Target name: Moody International

Target nation: UK

Date announced: 02/01/07

Deal type: LBO

Acquirer (s): Investcorp

Total value: €234m

Mandated arranger (s): RBS

Financing: €165m

Moody International’s US$220m facility has closed, via mandated lead arranger RBS. The facility underpins Investcorp’s US$311m secondary buyout of Moody International from Close Brothers Private Equity. It includes senior debt of US$205m, made up of a US$80m term loan B at 250bp over Libor and a US$65m term loan C at 285bp, a US$40m acquisition facility at 200bp and a US$11m revolver at 200bp. There is also a US$15m second-lien tranche paying 450bp. Tickets of US$20m and US$35m pay fees of 45bp and 75bp respectively. UK based Moody International is provides inspection services and outsourced personnel to the oil and gas, mining and construction sectors.

Target name: Norit

Target nation: Netherlands

Date announced: 17/04/07

Deal type: LBO

Acquirer (s): Doughty Hanson

Total value: Undisclosed

Mandated arranger (s): ING

Financing: €400m

ING has been mandated to arrange the buyout of Norit, a Dutch water purification group. Doughty Hanson is buying the group from Gile. Debt will total around €400m and will include both senior and junior elements. Syndication is expected at the end of May.

Target name: Orangina

Target nation: France

Date announced: 02/02/06

Deal type: LBO

Acquirer (s): Lion Capital and Blackstone

Total value: €1.85bn

Mandated arranger (s): Citigroup and JPMorgan

Financing: €1.44bn

Orangina is out with a repricing of its E1.44bn leveraged loan of 2006, via bookrunners Citigroup and JPMorgan. The deal will see 25bp taken off the term loan A, the revolver and the restructuring facility, 12.5bp being taken off the B and C tranches and 50bp taken off the second lien tranche. After the repricing senior debt comprises a €245m seven-year term loan A at 200bp over Euribor, a €270m eight-year term loan B at 237.5bp, a €270m nine-year term loan C at 287.5bp, a €150m seven-year bridge to disposals at 225bp, a €30m seven-year restructuring facility at 200bp and a €75m seven-year revolver at 200bp. Subordinated debt is split between a €126m nine-and-a-half year second lien tranche at 475bp and a €279m mezzanine bridge loan.

Target name: Park Resorts

Target nation: UK

Date announced: 22/03/07

Deal type: Secondary buyout

Acquirer (s): GI Partners

Total value: £440m

Mandated arranger (s): Bank of Scotland

Financing: £328m

The £328m loan backing GI Partners purchase of Park Resorts has signed, via Bank of Scotland. Some £35m of the loan was at the opco level and £293m was at the propco level. Park Resorts is the UK’s largest caravan park operator and GI Partners paid £440m to acquire it from ABN Amro Capital. GI Partner specialises in middle-market, asset-backed investments.

Target name: Rodenstock

Target nation: Germany

Date announced: 22/12/06

Deal type: Secondary buyout

Acquirer (s): Bridgepoint

Total value: Undisclosed

Mandated arranger (s): RBS and SG

Financing: €370m

The €370m loan backing Bridgepoint’s secondary buyout of German spectacle manufacturer Rodenstock has launched, via bookrunners RBS and SG. Debt on the all-senior deal comprises a €150m eight-year term loan B at 237.5bp over Euribor, a €150m nine-year term loan C at 287.5bp, a €40m seven-year revolver at 200bp and a €30m seven-year capex/acquisition line at 200bp. Leverage is 4.65x. Lenders are invited on a single €20m ticket paying 70bp upfront.

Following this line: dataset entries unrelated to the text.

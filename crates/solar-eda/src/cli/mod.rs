//! Command-line interface for solar-eda.
//!
//! This module provides the CLI structure for the `solar-eda` binary.

mod commands;

use std::path::PathBuf;

use clap::{Parser, Subcommand};

pub use commands::{ConfigCommand, DatasetsCommand, PlotFormatArg, RunCommand};

/// solar-eda - Exploratory analysis of solar irradiance measurements
///
/// Summarizes the Benin, Sierra Leone and Togo sensor datasets, renders
/// diagnostic plots, and writes cleaned copies of the data.
#[derive(Debug, Parser)]
#[command(name = "solar-eda")]
#[command(author, version, about, long_about = None)]
#[command(propagate_version = true)]
pub struct Cli {
    /// Path to custom configuration file
    #[arg(short, long, global = true, value_name = "FILE")]
    pub config: Option<PathBuf>,

    /// Increase verbosity (-v for debug, -vv for trace)
    #[arg(short, long, action = clap::ArgAction::Count, global = true)]
    pub verbose: u8,

    /// Suppress all output except errors
    #[arg(short, long, global = true)]
    pub quiet: bool,

    /// The command to execute; defaults to `run`
    #[command(subcommand)]
    pub command: Option<Command>,
}

/// Available commands.
#[derive(Debug, Subcommand)]
pub enum Command {
    /// Analyze the datasets and write all outputs
    Run(RunCommand),

    /// List the known datasets and their files
    Datasets(DatasetsCommand),

    /// View or validate configuration
    #[command(subcommand)]
    Config(ConfigCommand),
}

impl Cli {
    /// Get the verbosity level based on flags.
    #[must_use]
    pub fn verbosity(&self) -> crate::logging::Verbosity {
        if self.quiet {
            crate::logging::Verbosity::Quiet
        } else {
            match self.verbose {
                0 => crate::logging::Verbosity::Normal,
                1 => crate::logging::Verbosity::Verbose,
                _ => crate::logging::Verbosity::Trace,
            }
        }
    }
}
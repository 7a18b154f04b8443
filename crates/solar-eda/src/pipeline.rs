//! End-to-end analysis run.
//!
//! Output directories are created first and every selected dataset file is
//! checked before any work starts. Each dataset then goes through the same
//! sequence: date parsing, summary, missing values, outliers, plots, cleaning.

use std::path::Path;

use tracing::{debug, info};

use crate::clean::{clean, write_csv};
use crate::config::Config;
use crate::dataset::{load_all, Dataset, DatasetFile};
use crate::error::{Error, Result};
use crate::plots;
use crate::report::{write_summary_csv, DatasetReport};
use crate::stats::{self, OUTLIER_ZSCORE};

/// Run the analysis over the selected datasets (all three when empty).
///
/// # Errors
///
/// Returns an error if an output directory cannot be created, a dataset is
/// missing or malformed, or any output fails to write.
pub fn run(config: &Config, selection: &[DatasetFile]) -> Result<Vec<DatasetReport>> {
    create_output_dirs(config)?;

    let datasets = load_all(&config.paths.data_dir, selection)?;
    info!("Loaded {} datasets from {}", datasets.len(), config.paths.data_dir.display());

    datasets
        .into_iter()
        .map(|dataset| process_dataset(dataset, config))
        .collect()
}

/// Create the output root and its `plots`, `summary` and `processed` children.
///
/// # Errors
///
/// Returns [`Error::DirectoryCreate`] naming the directory that failed.
pub fn create_output_dirs(config: &Config) -> Result<()> {
    for dir in [
        config.paths.output_dir.clone(),
        config.plots_dir(),
        config.summary_dir(),
        config.processed_dir(),
    ] {
        create_dir(&dir)?;
    }
    Ok(())
}

fn create_dir(path: &Path) -> Result<()> {
    std::fs::create_dir_all(path).map_err(|source| Error::DirectoryCreate {
        path: path.to_path_buf(),
        source,
    })
}

/// Analyze, plot, clean and write one dataset.
///
/// # Errors
///
/// Returns [`Error::DateParse`] for an unparsable date, whether or not plots
/// are enabled, or an error if any output cannot be produced.
pub fn process_dataset(mut dataset: Dataset, config: &Config) -> Result<DatasetReport> {
    let name = dataset.name.clone();
    info!("Processing dataset {} ({} rows)", name, dataset.row_count);

    let times = dataset.timestamps()?;

    let summary = stats::describe(&dataset);
    let summary_path = config.summary_dir().join(format!("summary_{name}.csv"));
    write_summary_csv(&summary, &summary_path)?;

    let missing = stats::missing_values(&dataset);
    let outliers = stats::zscore_outliers(&dataset, OUTLIER_ZSCORE);
    if outliers.is_none() {
        debug!("No numeric columns in {}, outlier check skipped", name);
    }

    let plots = if config.plots.enabled {
        plots::render_all(&dataset, times.as_deref(), config)?
    } else {
        debug!("Plot rendering disabled");
        Vec::new()
    };

    let rows = dataset.row_count;
    clean(&mut dataset);
    let cleaned_path = config.processed_dir().join(format!("cleaned_{name}.csv"));
    write_csv(&dataset, &cleaned_path)?;

    info!(
        "Finished {}: {} plots, cleaned data in {}",
        name,
        plots.len(),
        cleaned_path.display()
    );

    Ok(DatasetReport {
        name,
        rows,
        summary,
        missing,
        outliers,
        summary_path,
        plots,
        cleaned_path,
    })
}

#[cfg(test)]
mod tests {
    use super::*;
    use crate::dataset::tests::dataset;

    fn test_config(tag: &str) -> Config {
        let root = std::env::temp_dir().join(format!("solar_eda_pipeline_{tag}_{}", std::process::id()));
        let mut config = Config::default();
        config.paths.data_dir = root.join("data");
        config.paths.output_dir = root.join("Output");
        config.plots.enabled = false;
        config
    }

    #[test]
    fn test_create_output_dirs() {
        let config = test_config("dirs");
        create_output_dirs(&config).unwrap();
        assert!(config.plots_dir().is_dir());
        assert!(config.summary_dir().is_dir());
        assert!(config.processed_dir().is_dir());

        let _ = std::fs::remove_dir_all(config.paths.output_dir.parent().unwrap());
    }

    #[test]
    fn test_create_dir_failure_names_path() {
        let config = test_config("blocked");
        let root = config.paths.output_dir.parent().unwrap().to_path_buf();
        std::fs::create_dir_all(&root).unwrap();
        // A regular file where the output directory should go
        std::fs::write(&config.paths.output_dir, "").unwrap();

        let err = create_output_dirs(&config).unwrap_err();
        assert!(matches!(err, Error::DirectoryCreate { .. }));
        assert!(err.to_string().contains("Output"));

        let _ = std::fs::remove_dir_all(&root);
    }

    #[test]
    fn test_process_dataset() {
        crate::logging::init_test_logging();
        let config = test_config("process");
        create_output_dirs(&config).unwrap();

        let ds = dataset(
            "site",
            &[
                ("Date", "2021-08-09 00:01,2021-08-09 00:02,2021-08-09 00:03,2021-08-09 00:04"),
                ("GHI", "1,,3,4"),
                ("Tamb", "20,21,22,23"),
                ("Comments", ",,,"),
            ],
        );
        let report = process_dataset(ds, &config).unwrap();

        assert_eq!(report.rows, 4);
        // Date is text; the all-missing Comments column counts as numeric
        assert_eq!(report.summary.len(), 3);
        assert!(report.plots.is_empty());
        assert_eq!(report.missing[0].count, 0);
        assert_eq!(report.missing[1].count, 1);
        assert!(report.summary_path.ends_with("summary/summary_site.csv"));

        let cleaned = std::fs::read_to_string(&report.cleaned_path).unwrap();
        assert_eq!(cleaned, "GHI,Tamb\n1,20\n1,21\n3,22\n4,23\n");

        let _ = std::fs::remove_dir_all(config.paths.output_dir.parent().unwrap());
    }

    #[test]
    fn test_bad_date_fails_without_plots() {
        let config = test_config("bad_date");
        create_output_dirs(&config).unwrap();
        assert!(!config.plots.enabled);

        let ds = dataset("site", &[("Date", "2021-08-09 00:01,yesterday"), ("GHI", "1,2")]);
        let err = process_dataset(ds, &config).unwrap_err();
        assert!(matches!(err, Error::DateParse { row: 2, .. }));
        assert!(!config.processed_dir().join("cleaned_site.csv").exists());

        let _ = std::fs::remove_dir_all(config.paths.output_dir.parent().unwrap());
    }
}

Target name: Sasa Industrie

Target nation: France

Date announced: 05/01/07

Deal type: LBO

Acquirer (s): Weinberg Capital Partners

Total value: Unknown

Mandated arranger (s): CIC Credit Industriel et Commercial

Financing: €114m

Bookrunner CIC Credit Industriel et Commercial has completed the €114.056m senior debt package supporting Weinberg Capital Partners’ buyout of SASA Industrie. The facility was well supported with all invited banks committing. Ahead of launch Banque Palatine, LCL and SG joined as JLAs. Joining on E5m for 50bp are Banque Populaire du Nord, BNP Paribas, Credit Agricole Nord de France and Credit du Nord. Debt is split between a €28m amortising term loan A, a €12m eight-year term loan B, a €15.7m seven-year amortising additional credit, a €5.5m seven-year amortising refinancing facility, a €16.471m 10-month bridge and a €36.385m 10-month overdraft facility.

Target name: Viridian

Target nation: UK

Date announced: 10/12/06

Deal type: LBO

Acquirer (s): Arcapita

Total value: £2.1bn

Mandated arranger (s): Barclays, Citigroup and HSBC

Financing: £1.9bn

Bookrunner Dresdner Kleinwort has closed general syndication of the £1.877bn loan package supporting Arcapita’s acquisition of Viridian. The facility has closed 100% and will allocate next week. General syndication came after a senior phase in which Barclays, Citigroup and HSBC joined as mandated lead arrangers and underwriters and RBC Capital Markets joined as a senior lead arranger. Debt is split between Bidco senior tranches with an investment-grade profile and a structurally subordinated Holdco junior tranche. The five-year senior tranches all pay 65bp over Libor and are split a £927m acquisition term loan, a £250m capex term loan and a £200m revolver. In addition the £500m holdco junior six-year tranche pays 375bp over Libor. Arcapita closed the acquisition closed by scheme of arrangement in December 2005. The offer represented a 36.8% premium to Viridian’s closing price over the past six months prior to the offer and implied an enterprise Value/Ebitda multiple of 11.9x.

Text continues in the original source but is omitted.